| SUPPLIED RECORDS |
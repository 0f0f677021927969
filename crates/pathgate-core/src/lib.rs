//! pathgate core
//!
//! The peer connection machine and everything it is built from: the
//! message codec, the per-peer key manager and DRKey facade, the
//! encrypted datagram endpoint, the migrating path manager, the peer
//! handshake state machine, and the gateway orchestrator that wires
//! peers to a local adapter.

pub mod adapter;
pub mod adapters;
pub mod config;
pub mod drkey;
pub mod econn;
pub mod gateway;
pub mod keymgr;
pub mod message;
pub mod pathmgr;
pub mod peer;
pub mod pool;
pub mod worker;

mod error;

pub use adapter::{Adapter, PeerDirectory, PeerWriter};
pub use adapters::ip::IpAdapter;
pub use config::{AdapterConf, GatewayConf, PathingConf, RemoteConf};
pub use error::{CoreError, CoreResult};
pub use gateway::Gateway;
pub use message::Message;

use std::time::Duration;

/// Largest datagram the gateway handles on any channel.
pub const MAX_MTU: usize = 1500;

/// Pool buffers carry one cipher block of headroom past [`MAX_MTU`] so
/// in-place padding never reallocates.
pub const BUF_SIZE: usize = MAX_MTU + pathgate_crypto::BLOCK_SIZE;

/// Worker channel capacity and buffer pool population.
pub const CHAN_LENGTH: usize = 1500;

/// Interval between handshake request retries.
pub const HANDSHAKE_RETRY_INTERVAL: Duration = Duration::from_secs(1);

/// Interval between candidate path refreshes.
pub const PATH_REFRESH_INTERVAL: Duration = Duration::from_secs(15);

* * *

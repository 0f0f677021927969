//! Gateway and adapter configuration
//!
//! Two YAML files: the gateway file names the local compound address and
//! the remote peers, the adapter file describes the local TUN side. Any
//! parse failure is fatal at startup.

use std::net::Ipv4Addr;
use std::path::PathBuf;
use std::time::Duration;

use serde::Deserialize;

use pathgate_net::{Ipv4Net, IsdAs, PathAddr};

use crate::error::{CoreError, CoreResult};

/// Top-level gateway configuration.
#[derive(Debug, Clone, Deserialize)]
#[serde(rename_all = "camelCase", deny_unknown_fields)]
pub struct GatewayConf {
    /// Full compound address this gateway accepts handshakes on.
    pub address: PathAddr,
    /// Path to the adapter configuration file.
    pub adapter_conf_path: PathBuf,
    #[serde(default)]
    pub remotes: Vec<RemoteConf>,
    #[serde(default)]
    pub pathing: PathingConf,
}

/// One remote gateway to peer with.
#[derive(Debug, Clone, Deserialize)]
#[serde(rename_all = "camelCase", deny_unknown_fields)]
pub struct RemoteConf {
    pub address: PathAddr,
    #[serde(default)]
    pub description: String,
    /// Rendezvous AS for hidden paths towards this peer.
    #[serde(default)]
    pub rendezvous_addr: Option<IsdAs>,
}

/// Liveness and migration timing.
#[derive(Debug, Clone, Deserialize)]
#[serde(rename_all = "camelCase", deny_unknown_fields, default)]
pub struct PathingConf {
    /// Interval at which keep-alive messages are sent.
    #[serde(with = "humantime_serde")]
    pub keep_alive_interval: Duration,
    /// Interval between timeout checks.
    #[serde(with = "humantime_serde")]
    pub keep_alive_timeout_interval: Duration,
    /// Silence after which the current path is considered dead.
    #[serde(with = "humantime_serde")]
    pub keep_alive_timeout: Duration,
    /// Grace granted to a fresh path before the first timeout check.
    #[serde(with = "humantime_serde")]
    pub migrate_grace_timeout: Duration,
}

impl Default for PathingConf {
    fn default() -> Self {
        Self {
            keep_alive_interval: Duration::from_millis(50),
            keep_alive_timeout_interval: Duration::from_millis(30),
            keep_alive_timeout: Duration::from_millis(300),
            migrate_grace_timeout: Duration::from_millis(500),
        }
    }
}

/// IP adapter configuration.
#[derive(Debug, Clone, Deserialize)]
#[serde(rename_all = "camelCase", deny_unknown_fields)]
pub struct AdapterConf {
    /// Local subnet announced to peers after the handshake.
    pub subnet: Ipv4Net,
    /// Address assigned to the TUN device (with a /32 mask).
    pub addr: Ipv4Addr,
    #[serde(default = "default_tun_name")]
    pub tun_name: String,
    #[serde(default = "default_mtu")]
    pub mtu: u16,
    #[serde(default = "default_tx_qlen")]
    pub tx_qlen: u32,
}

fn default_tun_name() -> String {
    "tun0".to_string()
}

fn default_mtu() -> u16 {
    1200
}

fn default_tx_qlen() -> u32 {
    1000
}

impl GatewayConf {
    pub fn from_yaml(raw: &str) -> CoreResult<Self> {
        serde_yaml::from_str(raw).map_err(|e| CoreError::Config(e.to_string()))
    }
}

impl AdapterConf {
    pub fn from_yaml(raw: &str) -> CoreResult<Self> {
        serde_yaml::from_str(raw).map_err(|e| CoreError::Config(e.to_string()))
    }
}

| WORK TASK |
Determine the number of lines in the data above that include the word "this", then answer with that number alone.

| ANSWER SECTION |
2